#### [Work to be completed]
Check each line of the data below for the word "filename". How many lines have it? Answer with the number alone.

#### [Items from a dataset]
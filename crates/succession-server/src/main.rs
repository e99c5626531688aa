//! Main entry point for a Succession node.
//!
//! Starts the configured number of participants on an in-process ensemble and
//! reports leadership and worker membership until interrupted.

use succession_server::{Cluster, model::Configuration, startup};
use tracing::info;

#[tokio::main]
async fn main() -> anyhow::Result<()> {
    let configuration = Configuration::new()?;

    let _logging_guard = startup::init_logging(&configuration.logging_config())?;
    succession_server::metrics::init_metrics();

    let settings = configuration.cluster_settings();
    info!(
        "Starting succession node: participants={}, host={}, base_port={}, failover={:?}",
        settings.size, settings.host, settings.base_port, settings.failover_interval
    );

    let shutdown = startup::wait_for_shutdown_signal().await;
    let Some(cluster) = Cluster::start_with_shutdown(settings, &shutdown).await? else {
        info!("Succession node stopped before the cluster started");
        return Ok(());
    };
    cluster.report().await;

    cluster.run(&shutdown).await;
    cluster.stop().await;

    info!("Succession node stopped");
    Ok(())
}
//! Succession Naming - service registration and discovery
//!
//! Workers publish their address as an ephemeral-sequential node under the
//! registry namespace; watchers keep an immutable, versioned view of every
//! live address, refreshed each time the namespace's children change.

pub mod address_holder;
pub mod registry;

pub use address_holder::{AddressView, AddressViewHolder};
pub use registry::ServiceRegistry;
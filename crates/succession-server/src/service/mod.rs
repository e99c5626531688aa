//! Node services: election actions, session handling, watches and the cluster runner.

pub mod cluster;
pub mod connection_watcher;
pub mod election_action;
pub mod target_watcher;

pub use cluster::{Cluster, ClusterSettings, Participant};
pub use connection_watcher::ConnectionWatcher;
pub use election_action::ElectionAction;
pub use target_watcher::{TargetSnapshot, TargetWatcher};
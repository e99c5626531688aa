//! Node configuration model

pub mod config;

pub use config::{Cli, Configuration};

#### [Response]
2